We just hired a recent GT grad. He just graduated in December, is that recent enough?

He may be willing to participate. Send me some more details and I can ask him.

Just out of curiosity, why does it need to be a GT or School of Mines grad? That seems rather specific.


----------



## Road Guy (Feb 3, 2015)

He has to do a research paper on how much college will cost, how much mom and dad will pay, etc. So he choose GT, Colorado School of Mines, and the Air Force Academy. I guess he has to conduct an email or phone interview with a current or recent student.. Kind of a good idea for a freshman to be honest. When we went over how (little) we have saved for all 3 kids to go to college I think his eyes sunk in... ,Sorry kid, this is the real world..

He takes after his great-grandfather (who went to GT) and not me, he wants to take a math class this summer so he can take Calculus in the Fall (Sophomore). He has all A's in school except a C in engrish. So that may make him an Engineer?

Any help would be appreciated if your new hire wouldn't mind doing it you can send me his email through PM?

Luckily he only has to do 2 out of the 3 schools he chose to research... finding someone attending the AFA would be tough..


----------



## roadwreck (Feb 3, 2015)

Sounds like our newbie is game. I'll PM you his email.


----------



## jeb6294 (Feb 3, 2015)

Road Guy said:


> He has all A's in school except a C in engrish. So that may make him an Engineer?




When I was a senior in HS, I rrrreally didn't want to take Comprehensive English 12. Didn't read any of the summer reading books, didn't want to be stuck writing multiple 10 page reports, etc. I did well enough on the ACT that I had been accepted to college over the summer between my Junior and Senior year so I had my dad call the college and ask them if I had to take and English classes. They said they didn't care as long as I took whatever I needed in order to graduate. I dropped the class and signed up for Home-Economics instead. Mom still has the apron I made for her in that class.


----------



## Dexman PE PMP (Feb 3, 2015)

Two of the ladies I work with graduated from Mines. One just took her PE, the other graduated within the last 2 years.


----------



## Road Guy (Feb 3, 2015)

Dex- Let me ask him if 2 years is close enough, it probably is. If you think they wouldn't mind answering a 15 year olds questions feel free to PM me their email address? or I can send you his&gt; thanks!


----------



## Dleg (Feb 4, 2015)

I work with a guy who got his Master's at Mines, but that was 15 years ago....
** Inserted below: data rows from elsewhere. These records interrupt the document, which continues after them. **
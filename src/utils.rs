//! Conversion helpers for the PyO3 boundary: array extraction, price
//! extraction with missing rows, and option building from Python keyword
//! arguments.
#[cfg(feature = "python-bindings")]
use pyo3::{exceptions::PyValueError, prelude::*, types::PyAny};

#[cfg(feature = "python-bindings")]
use crate::{
    optimization::loglik_optimizer::traits::{LineSearcher, MLEOptions, Tolerances},
    volatility::{
        core::{
            data::{ReturnMethod, ReturnSeries, nan_as_missing},
            guards::VarianceGuards,
            init::Init,
            options::VolOptions,
            spec::{MeanModel, ModelFamily, ModelSpec},
        },
        errors::VolError,
    },
};

#[cfg(feature = "python-bindings")]
use numpy::{
    IntoPyArray,    // Vec → PyArray
    PyArrayMethods, // .readonly()
    PyReadonlyArray1,
};

#[cfg(feature = "python-bindings")]
#[inline]
pub fn extract_f64_array<'py>(
    py: Python<'py>, raw_data: &Bound<'py, PyAny>,
) -> PyResult<PyReadonlyArray1<'py, f64>> {
    if let Ok(arr_ro) = raw_data.extract::<PyReadonlyArray1<f64>>() {
        if arr_ro.as_slice().is_ok() {
            return Ok(arr_ro);
        }
    }

    if let Ok(obj) = raw_data.call_method("to_numpy", (false,), None) {
        if let Ok(series_ro) = obj.extract::<PyReadonlyArray1<f64>>() {
            if series_ro.as_slice().is_ok() {
                return Ok(series_ro);
            }
        }
    }

    let vec: Vec<f64> = raw_data.extract().map_err(|_| {
        pyo3::exceptions::PyTypeError::new_err(
            "expected a 1-D numpy.ndarray, pandas.Series, or sequence of float64",
        )
    })?;
    Ok(vec.into_pyarray(py).readonly())
}

/// Prices as `Option<f64>`: Python `None` entries and `NaN` array entries
/// are kept as missing rows.
#[cfg(feature = "python-bindings")]
pub fn extract_prices<'py>(
    py: Python<'py>, raw_prices: &Bound<'py, PyAny>,
) -> PyResult<Vec<Option<f64>>> {
    if let Ok(list) = raw_prices.extract::<Vec<Option<f64>>>() {
        return Ok(list);
    }
    let arr = extract_f64_array(py, raw_prices)?;
    let slice = arr.as_slice().map_err(|_| {
        PyValueError::new_err("prices must be a 1-D contiguous float64 array or sequence")
    })?;
    Ok(nan_as_missing(slice))
}

/// Return series from Python prices.
#[cfg(feature = "python-bindings")]
pub fn extract_series<'py>(
    py: Python<'py>, raw_prices: &Bound<'py, PyAny>, return_method: Option<&str>,
) -> PyResult<ReturnSeries> {
    let prices = extract_prices(py, raw_prices)?;
    let method: ReturnMethod = return_method.unwrap_or("log").parse()?;
    Ok(ReturnSeries::from_prices(&prices, method)?)
}

/// Return series from Python percent returns.
#[cfg(feature = "python-bindings")]
pub fn extract_return_series<'py>(
    py: Python<'py>, raw_returns: &Bound<'py, PyAny>,
) -> PyResult<ReturnSeries> {
    let arr = extract_f64_array(py, raw_returns)?;
    let slice = arr.as_slice().map_err(|_| {
        PyValueError::new_err("returns must be a 1-D contiguous float64 array or sequence")
    })?;
    Ok(ReturnSeries::from_returns(ndarray::Array1::from(slice.to_vec()))?)
}

/// Build [`VolOptions`] from the flat Python keyword arguments.
#[cfg(feature = "python-bindings")]
pub fn build_vol_options(
    model_family: &str, p: usize, q: usize, forecast_horizon: usize, mean_model: &str,
    max_iterations: usize, tolerance_relax: bool, init: Option<&str>, tol_grad: Option<f64>,
    tol_cost: Option<f64>, line_searcher: Option<&str>, verbose: bool,
    variance_guards: Option<(f64, f64)>,
) -> PyResult<VolOptions> {
    let family: ModelFamily = model_family.parse()?;
    let mean: MeanModel = mean_model.parse()?;
    let spec = ModelSpec::new(family, p, q)?;
    let mle_opts = extract_mle_opts(tol_grad, tol_cost, max_iterations, line_searcher, verbose)?;
    let guards = match variance_guards {
        Some((floor, ceiling)) => VarianceGuards::new(floor, ceiling)?,
        None => VarianceGuards::default(),
    };
    let init: Init = match init {
        Some(name) => name.parse()?,
        None => Init::default(),
    };
    let defaults = VolOptions::default();
    Ok(VolOptions::new(
        spec,
        mean,
        forecast_horizon,
        mle_opts,
        tolerance_relax,
        defaults.relax_factor,
        guards,
        init,
    )?)
}

#[cfg(feature = "python-bindings")]
fn extract_mle_opts(
    tol_grad: Option<f64>, tol_cost: Option<f64>, max_iterations: usize,
    line_searcher: Option<&str>, verbose: bool,
) -> PyResult<MLEOptions> {
    use std::str::FromStr;

    let defaults = MLEOptions::default();
    let tols = Tolerances::new(
        tol_grad.or(defaults.tols.tol_grad),
        tol_cost.or(defaults.tols.tol_cost),
        Some(max_iterations),
    )
    .map_err(VolError::from)?;
    let ls = match line_searcher {
        Some(name) => LineSearcher::from_str(name).map_err(VolError::from)?,
        None => defaults.line_searcher,
    };
    let opts = MLEOptions::new(tols, ls, verbose, defaults.lbfgs_mem).map_err(VolError::from)?;
    Ok(opts)
}
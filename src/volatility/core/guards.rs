//! Variance guards for the conditional-variance recursions.
//!
//! Purpose
//! -------
//! Provide a small, validated container for the lower and upper bounds that
//! keep `σ²_t` (and `ln σ²_t` for EGARCH) inside a numerically safe range
//! before logs, divisions, and square roots are taken.
//!
//! Invariants & assumptions
//! ------------------------
//! - `0 < floor < ceiling`, both finite.
//! - Guards clamp; they never reject. A non-finite variance is an error
//!   raised by the recursion, not something the guards repair.
//!
//! Conventions
//! -----------
//! - Defaults are `floor = 1e-10` and `ceiling = 1e12` (variance of percent
//!   returns).
use crate::volatility::errors::{VolError, VolResult};

/// Lower/upper bounds for `σ²_t`.
#[derive(Debug, Clone, Copy, PartialEq)]
pub struct VarianceGuards {
    /// Lower bound for `σ²_t` (strictly > 0).
    pub floor: f64,
    /// Upper bound for `σ²_t` (must be > `floor`).
    pub ceiling: f64,
}

impl VarianceGuards {
    pub const DEFAULT_FLOOR: f64 = 1e-10;
    pub const DEFAULT_CEILING: f64 = 1e12;

    /// Construct validated guards.
    ///
    /// Errors
    /// ------
    /// - `VolError::InvalidGuards` when either bound is non-finite, the floor
    ///   is not strictly positive, or `floor >= ceiling`.
    pub fn new(floor: f64, ceiling: f64) -> VolResult<Self> {
        if !floor.is_finite() || !ceiling.is_finite() {
            return Err(VolError::InvalidGuards { floor, ceiling, reason: "bounds must be finite" });
        }
        if floor <= 0.0 {
            return Err(VolError::InvalidGuards {
                floor,
                ceiling,
                reason: "floor must be strictly positive",
            });
        }
        if floor >= ceiling {
            return Err(VolError::InvalidGuards {
                floor,
                ceiling,
                reason: "floor must be below ceiling",
            });
        }
        Ok(VarianceGuards { floor, ceiling })
    }

    /// Clamp a finite variance. Returns the clamped value and whether the
    /// bound was active.
    pub fn clamp(&self, h: f64) -> (f64, bool) {
        if h < self.floor {
            (self.floor, true)
        } else if h > self.ceiling {
            (self.ceiling, true)
        } else {
            (h, false)
        }
    }

    /// Clamp a finite log-variance to `[ln floor, ln ceiling]`.
    pub fn clamp_log(&self, g: f64) -> (f64, bool) {
        let (lo, hi) = (self.floor.ln(), self.ceiling.ln());
        if g < lo {
            (lo, true)
        } else if g > hi {
            (hi, true)
        } else {
            (g, false)
        }
    }
}

impl Default for VarianceGuards {
    fn default() -> Self {
        VarianceGuards { floor: Self::DEFAULT_FLOOR, ceiling: Self::DEFAULT_CEILING }
    }
}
When I was in high school and applying for colleges in Colorado, I was contemplating whether to apply for Mines. I was working in the receiving section of a Target store with a current Mines engineering student at the time, unloading trucks, and his advice to me was that Mines was great, provided that I never wanted to meet a girl.

So I went to Colorado State.


----------



## mudpuppy (Feb 4, 2015)

^At least Mines is near a large city where women exist. My alma mater had no women within a 2 hour drive.


----------



## Dexman PE PMP (Feb 4, 2015)

Frequent road trips to CU Boulder were made on weekends...


----------



## Road Guy (Feb 4, 2015)

Did the girls have hairy legs and armpits back then or is that just the current crop of students?

Ok so my kid somehow found a mines student!


----------



## Road Guy (Feb 4, 2015)

And remember sex kills, go to ga Tech and live forever!


----------



## Dexman PE PMP (Feb 4, 2015)

Road Guy said:


> Ok so my kid *somehow* found a mines student!


Because we're ninja's and can never be found?


----------



## Road Guy (Feb 4, 2015)

well for my 15 year old finding anything on his own is an achievement


----------



## ktulu (Feb 10, 2015)

I have a friend whose fiancee's sister graduated from the AFA less than 3 years ago.


----------



## roadwreck (Feb 10, 2015)

Road Guy said:


> And remember sex kills, go to ga Tech and live forever!


har har har...

...the truth hurts.


----------



## Road Guy (Feb 10, 2015)

I think he finally found some peoples!

thanks!


----------